Hintergrund: Moralische Fragen begleiteten den Menschen und das gesellschaftliche Leben bereits in der Vergangenheit und sind Richtungsweiser im Heute und Morgen. Die Moral und die damit verbundenen Normen, Werte und Tabus sind deshalb ein wichtiger Begleiter in der Selbstwahrnehmung für das Individuum und soziale Gemeinschaften. Im Lebensverlauf kann das Gefühl der Schuld auftreten. Die Schuldzuweisung eines Menschen basiert auf der moralischen Situationsbeurteilung. Schuld erfahren und zuweisen nimmt dabei eine besondere Bedeutung im Leben ein, weil beide Interaktionen gleichermaßen im kontinuierlichen Abgleich mit dem persönlichen moralischen Wertekompass eines Menschen stehen. Abhängig von der Entwicklung der moralischen Wertevorstellungen kann sich ein Schuldgefühl verstärken oder schwächen. Die Forscher dieser Studie untersuchten die Wahrnehmung und Prognose dieser Veränderung der moralischen Situationsbeurteilung.
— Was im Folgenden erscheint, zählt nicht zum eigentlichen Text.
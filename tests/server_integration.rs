//! Integration tests for the HTTP run surface.
//!
//! Each test spins up an Axum server on a random port backed by scripted
//! capabilities and exercises the real REST / SSE contract with reqwest.

use std::sync::Arc;
use std::time::Duration;

use serde_json::{Value, json};
use tokio::net::TcpListener;
use tokio::time::timeout;

use inbox_triage::config::EngineConfig;
use inbox_triage::ports::scripted::Scripted;
use inbox_triage::server::{AppState, RunRegistry, routes};
use inbox_triage::workflow::{Category, EmailRecord, WorkflowEngine};

/// Maximum time any test is allowed to run before we consider it hung.
const TEST_TIMEOUT: Duration = Duration::from_secs(5);

fn email(id: &str, body: &str) -> EmailRecord {
    EmailRecord {
        id: id.into(),
        sender: format!("client-{id}@client.example"),
        subject: "Deposit instruction".into(),
        body: body.into(),
        ..Default::default()
    }
}

/// Start an Axum server on a random port, return its base URL.
async fn start_server(scripted: &Scripted, webhook: bool) -> String {
    let engine = Arc::new(WorkflowEngine::new(
        scripted.capabilities(),
        EngineConfig::default(),
    ));
    let state = AppState {
        engine,
        registry: Arc::new(RunRegistry::new()),
    };
    let app = routes(state, webhook);

    let listener = TcpListener::bind("127.0.0.1:0").await.unwrap();
    let port = listener.local_addr().unwrap().port();
    tokio::spawn(async move {
        axum::serve(listener, app).await.unwrap();
    });
    format!("http://127.0.0.1:{port}")
}

#[tokio::test]
async fn health_reports_ok() {
    let scripted = Scripted::new(Vec::new(), Category::MaturityRepayment, 1);
    let base = start_server(&scripted, false).await;

    let body: Value = timeout(TEST_TIMEOUT, async {
        reqwest::get(format!("{base}/health"))
            .await
            .unwrap()
            .json()
            .await
            .unwrap()
    })
    .await
    .unwrap();
    assert_eq!(body["status"], "ok");
}

#[tokio::test]
async fn graph_lists_nodes_and_edges() {
    let scripted = Scripted::new(Vec::new(), Category::MaturityRepayment, 1);
    let base = start_server(&scripted, false).await;

    let body: Value = reqwest::get(format!("{base}/graph"))
        .await
        .unwrap()
        .json()
        .await
        .unwrap();
    let nodes = body["nodes"].as_array().unwrap();
    assert!(nodes.iter().any(|n| n == "load_inbox"));
    assert!(nodes.iter().any(|n| n == "end"));
    assert!(!body["edges"].as_array().unwrap().is_empty());
}

#[tokio::test]
async fn invoke_with_seed_returns_final_state() {
    let scripted = Scripted::new(vec![email("fetched", "Repay")], Category::MaturityRepayment, 1);
    let base = start_server(&scripted, false).await;
    let client = reqwest::Client::new();

    let resp = timeout(
        TEST_TIMEOUT,
        client
            .post(format!("{base}/invoke"))
            .json(&json!({ "input": { "queue": [{ "id": "seeded", "body": "Reinvest" }] } }))
            .send(),
    )
    .await
    .unwrap()
    .unwrap();
    assert!(resp.status().is_success());

    let report: Value = resp.json().await.unwrap();
    let outcomes = report["state"]["outcomes"].as_array().unwrap();
    assert_eq!(outcomes.len(), 2);
    assert_eq!(outcomes[0]["email_id"], "seeded");
    assert_eq!(outcomes[0]["outcome"], "replied");
    assert_eq!(report["cancelled"], false);

    // The finished run is visible through both status routes.
    let run_id = report["run_id"].as_str().unwrap();
    let status: Value = client
        .get(format!("{base}/runs/{run_id}"))
        .send()
        .await
        .unwrap()
        .json()
        .await
        .unwrap();
    assert_eq!(status["phase"], "completed");
    assert_eq!(status["node"], "end");
    assert_eq!(status["replied"], 2);
    assert_eq!(status["queue_remaining"], 0);

    let latest: Value = client
        .get(format!("{base}/status"))
        .send()
        .await
        .unwrap()
        .json()
        .await
        .unwrap();
    assert_eq!(latest["run_id"], run_id);
}

#[tokio::test]
async fn invoke_with_source_outage_is_bad_gateway() {
    let scripted = Scripted::new(Vec::new(), Category::MaturityRepayment, 1);
    scripted.inbox.log.fail_next(1);
    let base = start_server(&scripted, false).await;

    let resp = reqwest::Client::new()
        .post(format!("{base}/invoke"))
        .send()
        .await
        .unwrap();
    assert_eq!(resp.status(), reqwest::StatusCode::BAD_GATEWAY);
    let body: Value = resp.json().await.unwrap();
    assert!(body["error"].as_str().unwrap().contains("unavailable"));
    assert!(body["run_id"].is_string());
}

#[tokio::test]
async fn invoke_rejects_malformed_body() {
    let scripted = Scripted::new(Vec::new(), Category::MaturityRepayment, 1);
    let base = start_server(&scripted, false).await;

    let resp = reqwest::Client::new()
        .post(format!("{base}/invoke"))
        .header("content-type", "application/json")
        .body("{not json")
        .send()
        .await
        .unwrap();
    assert_eq!(resp.status(), reqwest::StatusCode::BAD_REQUEST);
}

#[tokio::test]
async fn status_before_any_run_is_not_found() {
    let scripted = Scripted::new(Vec::new(), Category::MaturityRepayment, 1);
    let base = start_server(&scripted, false).await;

    let resp = reqwest::get(format!("{base}/status")).await.unwrap();
    assert_eq!(resp.status(), reqwest::StatusCode::NOT_FOUND);
}

#[tokio::test]
async fn cancel_unknown_run_is_not_found() {
    let scripted = Scripted::new(Vec::new(), Category::MaturityRepayment, 1);
    let base = start_server(&scripted, false).await;

    let resp = reqwest::Client::new()
        .post(format!("{base}/runs/{}/cancel", uuid::Uuid::new_v4()))
        .send()
        .await
        .unwrap();
    assert_eq!(resp.status(), reqwest::StatusCode::NOT_FOUND);
}

#[tokio::test]
async fn stream_emits_node_events_then_report() {
    let scripted = Scripted::new(vec![email("1", "Repay")], Category::MaturityRepayment, 1);
    let base = start_server(&scripted, false).await;

    let text = timeout(TEST_TIMEOUT, async {
        reqwest::Client::new()
            .post(format!("{base}/stream"))
            .send()
            .await
            .unwrap()
            .text()
            .await
            .unwrap()
    })
    .await
    .unwrap();

    let started = text.find("event: run_started").unwrap();
    let first_node = text.find("event: node").unwrap();
    let report = text.find("event: report").unwrap();
    assert!(started < first_node);
    assert!(first_node < report);
    assert!(text.contains("Processing email"));
    assert!(text.contains("\"replied\""));
}

#[tokio::test]
async fn webhook_route_only_in_webhook_mode() {
    let scripted = Scripted::new(vec![email("1", "Repay")], Category::MaturityRepayment, 1);

    let disabled = start_server(&scripted, false).await;
    let resp = reqwest::Client::new()
        .post(format!("{disabled}/webhook/inbox"))
        .send()
        .await
        .unwrap();
    assert_eq!(resp.status(), reqwest::StatusCode::NOT_FOUND);

    let enabled = start_server(&scripted, true).await;
    let client = reqwest::Client::new();
    let resp = client
        .post(format!("{enabled}/webhook/inbox"))
        .body(r#"{"history_id": "1234"}"#)
        .send()
        .await
        .unwrap();
    assert_eq!(resp.status(), reqwest::StatusCode::ACCEPTED);
    let body: Value = resp.json().await.unwrap();
    let run_id = body["run_id"].as_str().unwrap().to_string();

    // The run finishes in the background.
    let finished = timeout(TEST_TIMEOUT, async {
        loop {
            let status: Value = client
                .get(format!("{enabled}/runs/{run_id}"))
                .send()
                .await
                .unwrap()
                .json()
                .await
                .unwrap();
            if status["phase"] == "completed" {
                return status;
            }
            tokio::time::sleep(Duration::from_millis(20)).await;
        }
    })
    .await
    .unwrap();
    assert_eq!(finished["replied"], 1);
    assert_eq!(scripted.dispatcher.sent().len(), 1);
}
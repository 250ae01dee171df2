//! Session rate history and method selection.
//!
//! The aggregator keeps a short history of computed rates (two minutes by
//! default) per source, used only to report a session average when the
//! workout ends. Method selection is a plain choice between the two
//! detectors: in `both` mode the rates are shown side by side and never
//! averaged or reconciled.

use tracing::{debug, warn};

use crate::config::AggregatorConfig;
use crate::types::{DetectionMethod, RateRecord, RateSource, SelectedRate};
use crate::window::SlidingWindow;

/// Pick the rate(s) to display for `method`.
pub fn select(method: DetectionMethod, motion_rate: u32, gps_rate: u32) -> SelectedRate {
    match method {
        DetectionMethod::Motion => SelectedRate::Single(motion_rate),
        DetectionMethod::Gps => SelectedRate::Single(gps_rate),
        DetectionMethod::Both => SelectedRate::Both {
            motion: motion_rate,
            gps: gps_rate,
        },
    }
}

/// Like [`select`], for a method name coming straight from settings.
///
/// Unknown names yield `Single(0)` rather than an error.
pub fn select_by_name(method: &str, motion_rate: u32, gps_rate: u32) -> SelectedRate {
    match method.parse::<DetectionMethod>() {
        Ok(method) => select(method, motion_rate, gps_rate),
        Err(err) => {
            debug!(%err, "falling back to rate 0");
            SelectedRate::Single(0)
        }
    }
}

/// Retains recent rate observations per source.
#[derive(Debug, Clone, PartialEq)]
pub struct RateAggregator {
    motion: SlidingWindow<RateRecord>,
    gps: SlidingWindow<RateRecord>,
}

impl RateAggregator {
    pub fn new(config: &AggregatorConfig) -> Self {
        Self {
            motion: SlidingWindow::new(config.history_retention_ms),
            gps: SlidingWindow::new(config.history_retention_ms),
        }
    }

    /// Record a rate computed by `source` at `timestamp_ms`.
    pub fn record(&mut self, source: RateSource, rate_spm: u32, timestamp_ms: u64) {
        let window = match source {
            RateSource::Motion => &mut self.motion,
            RateSource::Gps => &mut self.gps,
        };
        if let Err(err) = window.append(RateRecord::new(rate_spm, timestamp_ms)) {
            warn!(%err, ?source, "rate record dropped");
        }
    }

    /// Rounded mean of every retained record across both sources, 0 when empty.
    pub fn average_rate(&self) -> u32 {
        let (sum, count) = self
            .motion
            .iter()
            .chain(self.gps.iter())
            .fold((0u64, 0u64), |(sum, count), r| (sum + r.rate_spm as u64, count + 1));
        rounded_mean(sum, count)
    }

    /// Rounded mean of the retained records of one source, 0 when empty.
    pub fn average_rate_for(&self, source: RateSource) -> u32 {
        let window = self.window(source);
        window.mean().round() as u32
    }

    /// Number of retained records for `source`.
    pub fn record_count(&self, source: RateSource) -> usize {
        self.window(source).len()
    }

    pub fn is_empty(&self) -> bool {
        self.motion.is_empty() && self.gps.is_empty()
    }

    fn window(&self, source: RateSource) -> &SlidingWindow<RateRecord> {
        match source {
            RateSource::Motion => &self.motion,
            RateSource::Gps => &self.gps,
        }
    }

    pub fn reset(&mut self) {
        self.motion.clear();
        self.gps.clear();
    }
}

impl Default for RateAggregator {
    fn default() -> Self {
        Self::new(&AggregatorConfig::default())
    }
}

fn rounded_mean(sum: u64, count: u64) -> u32 {
    if count == 0 {
        return 0;
    }
    (sum as f64 / count as f64).round() as u32
}

#[cfg(test)]
mod tests {
    use super::*;

    #[test]
    fn test_select_single_methods() {
        assert_eq!(select(DetectionMethod::Motion, 24, 26), SelectedRate::Single(24));
        assert_eq!(select(DetectionMethod::Gps, 24, 26), SelectedRate::Single(26));
    }

    #[test]
    fn test_select_both_tags_sources() {
        assert_eq!(
            select(DetectionMethod::Both, 24, 26),
            SelectedRate::Both { motion: 24, gps: 26 }
        );
        assert_eq!(
            select_by_name("both", 24, 26),
            SelectedRate::Both { motion: 24, gps: 26 }
        );
    }

    #[test]
    fn test_select_unknown_name_is_zero() {
        assert_eq!(select_by_name("unknown", 24, 26), SelectedRate::Single(0));
        assert_eq!(select_by_name("", 24, 26), SelectedRate::Single(0));
        assert_eq!(select_by_name("motion", 24, 26), SelectedRate::Single(24));
    }

    #[test]
    fn test_empty_average_is_zero() {
        let aggregator = RateAggregator::default();
        assert_eq!(aggregator.average_rate(), 0);
        assert_eq!(aggregator.average_rate_for(RateSource::Gps), 0);
        assert!(aggregator.is_empty());
    }

    #[test]
    fn test_average_rounds() {
        let mut aggregator = RateAggregator::default();
        aggregator.record(RateSource::Motion, 24, 1_000);
        aggregator.record(RateSource::Motion, 25, 2_000);
        aggregator.record(RateSource::Motion, 25, 3_000);
        // 74 / 3 = 24.67
        assert_eq!(aggregator.average_rate(), 25);
        assert_eq!(aggregator.average_rate_for(RateSource::Motion), 25);
    }

    #[test]
    fn test_sources_are_independent_windows() {
        let mut aggregator = RateAggregator::default();
        aggregator.record(RateSource::Motion, 20, 5_000);
        // GPS timestamps may lag the motion stream; no ordering conflict.
        aggregator.record(RateSource::Gps, 30, 4_000);
        assert_eq!(aggregator.record_count(RateSource::Motion), 1);
        assert_eq!(aggregator.record_count(RateSource::Gps), 1);
        assert_eq!(aggregator.average_rate(), 25);
        assert_eq!(aggregator.average_rate_for(RateSource::Gps), 30);
    }

    #[test]
    fn test_history_retention_two_minutes() {
        let mut aggregator = RateAggregator::default();
        aggregator.record(RateSource::Motion, 10, 0);
        aggregator.record(RateSource::Motion, 30, 60_000);
        aggregator.record(RateSource::Motion, 30, 120_000);
        // The record at 0 is exactly at the horizon and is gone.
        assert_eq!(aggregator.record_count(RateSource::Motion), 2);
        assert_eq!(aggregator.average_rate(), 30);
    }

    #[test]
    fn test_out_of_order_record_dropped() {
        let mut aggregator = RateAggregator::default();
        aggregator.record(RateSource::Gps, 20, 10_000);
        aggregator.record(RateSource::Gps, 40, 9_000);
        assert_eq!(aggregator.record_count(RateSource::Gps), 1);
        assert_eq!(aggregator.average_rate(), 20);
    }

    #[test]
    fn test_reset() {
        let mut aggregator = RateAggregator::default();
        aggregator.record(RateSource::Gps, 20, 10_000);
        aggregator.reset();
        aggregator.reset();
        assert_eq!(aggregator, RateAggregator::default());
    }
}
Methode: In sechs unterschiedlichen Experimenten mit insgesamt 580 Probanden wurde die prognostizierte Veränderung von Schuldbeurteilung von Menschen im sozialen Umfeld untersucht. Basierend auf einem neuen experimentellen Paradigma-Ansatz wurden Schuldzuweisungen und deren Auswirkungen aus unterschiedlichen Perspektiven beurteilt.

Ergebnis: In den ersten vier Studien wurde nachgewiesen, dass neue kausale Informationen im moralischen Wertekompass eines Menschen berücksichtigt und damit Schuldzuweisungen neu bewertet werden können. Dieser kognitive Vorgang kann zu einer Intensivierung oder Milderung der Schuldzuweisung führen. Die Erstellung einer belastbaren Prognose basierend auf der Werteentwicklung sei jedoch schwer möglich. Die Ergebnisse der fünften Studie zeigen auf, dass Schuldzuweisungen ohne eine wesentliche Veränderung der Wertevorstellung unverändert bleiben. Die letzte Untersuchung verdeutlicht ebenfalls, dass Entwicklungen in der Bewertung der Schuldzuweisung dann eintreten können, sobald die sozialen und bisher akzeptierten Normen und Werte eines Individuums oder einer Gruppe sich verändern.

Fazit: Die Schuldzuweisung basiert auf den manifestierten Werteüberzeugungen eines Menschen oder einer sozialen Gruppe. Die Beurteilung, ob die zugewiesene Schuld angemessen ist, kann sich im Zeitverlauf intensivieren oder abschwächen – entsprechend der Veränderung der sozialen Normen, Werte und Tabus.